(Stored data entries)
___

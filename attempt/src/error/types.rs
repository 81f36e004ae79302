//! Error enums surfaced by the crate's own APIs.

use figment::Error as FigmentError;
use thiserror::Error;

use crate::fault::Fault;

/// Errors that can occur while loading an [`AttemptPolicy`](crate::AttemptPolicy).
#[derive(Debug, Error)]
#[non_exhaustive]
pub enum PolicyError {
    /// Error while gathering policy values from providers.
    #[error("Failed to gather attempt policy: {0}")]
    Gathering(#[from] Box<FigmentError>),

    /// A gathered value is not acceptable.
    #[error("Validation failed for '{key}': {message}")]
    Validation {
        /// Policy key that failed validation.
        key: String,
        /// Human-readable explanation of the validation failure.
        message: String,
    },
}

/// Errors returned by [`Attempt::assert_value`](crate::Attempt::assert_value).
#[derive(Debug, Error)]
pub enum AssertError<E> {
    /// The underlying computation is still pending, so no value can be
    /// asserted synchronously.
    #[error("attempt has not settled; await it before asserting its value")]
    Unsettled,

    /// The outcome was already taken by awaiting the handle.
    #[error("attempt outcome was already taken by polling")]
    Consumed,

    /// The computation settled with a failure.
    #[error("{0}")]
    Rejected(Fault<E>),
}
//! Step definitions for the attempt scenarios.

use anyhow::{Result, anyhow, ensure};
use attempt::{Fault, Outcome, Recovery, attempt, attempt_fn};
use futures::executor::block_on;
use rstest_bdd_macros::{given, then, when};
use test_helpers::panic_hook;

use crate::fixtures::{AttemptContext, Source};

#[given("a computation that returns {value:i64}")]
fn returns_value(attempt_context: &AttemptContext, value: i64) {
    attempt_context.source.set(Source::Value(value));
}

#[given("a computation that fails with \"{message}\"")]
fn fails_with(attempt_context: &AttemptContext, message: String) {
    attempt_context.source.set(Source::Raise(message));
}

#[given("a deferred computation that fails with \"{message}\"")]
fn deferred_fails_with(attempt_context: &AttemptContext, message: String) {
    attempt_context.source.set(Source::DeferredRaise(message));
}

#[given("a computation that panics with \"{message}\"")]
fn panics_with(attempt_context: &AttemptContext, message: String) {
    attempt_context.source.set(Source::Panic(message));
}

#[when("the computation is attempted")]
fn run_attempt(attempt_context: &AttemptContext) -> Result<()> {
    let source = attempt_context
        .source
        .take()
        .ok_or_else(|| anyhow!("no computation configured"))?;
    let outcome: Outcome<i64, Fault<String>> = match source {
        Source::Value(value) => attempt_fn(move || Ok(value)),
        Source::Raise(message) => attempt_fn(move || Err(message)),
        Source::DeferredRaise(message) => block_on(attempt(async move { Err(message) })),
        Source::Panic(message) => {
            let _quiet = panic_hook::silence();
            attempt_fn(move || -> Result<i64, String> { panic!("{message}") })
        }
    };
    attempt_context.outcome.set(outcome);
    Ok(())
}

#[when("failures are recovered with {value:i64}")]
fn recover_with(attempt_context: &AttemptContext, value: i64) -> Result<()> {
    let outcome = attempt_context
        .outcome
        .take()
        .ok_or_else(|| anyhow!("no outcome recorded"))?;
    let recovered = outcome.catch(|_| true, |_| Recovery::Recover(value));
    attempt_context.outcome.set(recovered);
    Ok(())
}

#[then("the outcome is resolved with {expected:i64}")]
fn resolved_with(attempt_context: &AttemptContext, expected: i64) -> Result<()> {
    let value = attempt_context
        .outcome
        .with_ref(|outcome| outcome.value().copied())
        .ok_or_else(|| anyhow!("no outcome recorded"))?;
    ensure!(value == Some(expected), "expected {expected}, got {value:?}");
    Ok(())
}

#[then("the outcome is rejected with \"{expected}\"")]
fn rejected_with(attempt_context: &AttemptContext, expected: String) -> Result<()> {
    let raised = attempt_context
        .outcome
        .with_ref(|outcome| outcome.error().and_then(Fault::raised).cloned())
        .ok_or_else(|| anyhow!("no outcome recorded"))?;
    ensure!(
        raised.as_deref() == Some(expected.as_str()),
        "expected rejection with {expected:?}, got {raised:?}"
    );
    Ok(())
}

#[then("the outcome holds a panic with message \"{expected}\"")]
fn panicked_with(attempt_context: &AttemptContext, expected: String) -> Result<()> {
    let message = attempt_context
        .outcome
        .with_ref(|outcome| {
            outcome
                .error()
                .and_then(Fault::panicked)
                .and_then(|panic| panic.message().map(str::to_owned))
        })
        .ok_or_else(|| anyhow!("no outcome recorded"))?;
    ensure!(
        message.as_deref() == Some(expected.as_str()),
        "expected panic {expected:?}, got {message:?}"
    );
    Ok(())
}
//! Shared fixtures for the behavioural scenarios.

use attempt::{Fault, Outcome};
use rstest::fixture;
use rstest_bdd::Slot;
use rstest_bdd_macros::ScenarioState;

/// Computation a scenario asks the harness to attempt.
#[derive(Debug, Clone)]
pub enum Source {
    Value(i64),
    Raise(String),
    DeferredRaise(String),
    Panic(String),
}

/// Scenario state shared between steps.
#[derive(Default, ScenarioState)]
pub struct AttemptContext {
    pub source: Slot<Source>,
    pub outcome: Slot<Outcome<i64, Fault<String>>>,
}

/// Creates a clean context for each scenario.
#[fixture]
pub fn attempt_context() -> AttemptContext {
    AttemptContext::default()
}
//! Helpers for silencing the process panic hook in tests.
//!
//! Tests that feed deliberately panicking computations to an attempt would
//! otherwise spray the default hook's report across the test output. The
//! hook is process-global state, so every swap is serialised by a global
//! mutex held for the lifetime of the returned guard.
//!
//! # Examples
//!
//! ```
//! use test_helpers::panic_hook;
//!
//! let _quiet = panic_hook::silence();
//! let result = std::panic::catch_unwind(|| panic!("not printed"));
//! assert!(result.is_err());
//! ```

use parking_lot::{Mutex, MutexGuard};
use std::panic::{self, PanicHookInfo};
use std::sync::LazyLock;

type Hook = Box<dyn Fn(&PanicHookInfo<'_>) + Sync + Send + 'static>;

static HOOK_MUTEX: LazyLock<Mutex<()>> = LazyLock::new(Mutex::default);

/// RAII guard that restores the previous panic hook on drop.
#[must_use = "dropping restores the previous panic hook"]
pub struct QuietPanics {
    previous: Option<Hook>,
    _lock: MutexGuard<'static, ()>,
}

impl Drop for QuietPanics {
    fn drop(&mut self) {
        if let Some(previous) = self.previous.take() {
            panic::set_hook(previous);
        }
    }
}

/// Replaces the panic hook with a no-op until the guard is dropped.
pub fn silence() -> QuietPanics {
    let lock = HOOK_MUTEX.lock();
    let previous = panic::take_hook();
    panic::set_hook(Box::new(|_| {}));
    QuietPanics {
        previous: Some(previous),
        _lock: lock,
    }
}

___

(THE PROBLEM): Every line above that carries the string "QuietPanics" should be copied.

(YOUR SOLUTION):
pub struct QuietPanics {
impl Drop for QuietPanics {
pub fn silence() -> QuietPanics {
    QuietPanics {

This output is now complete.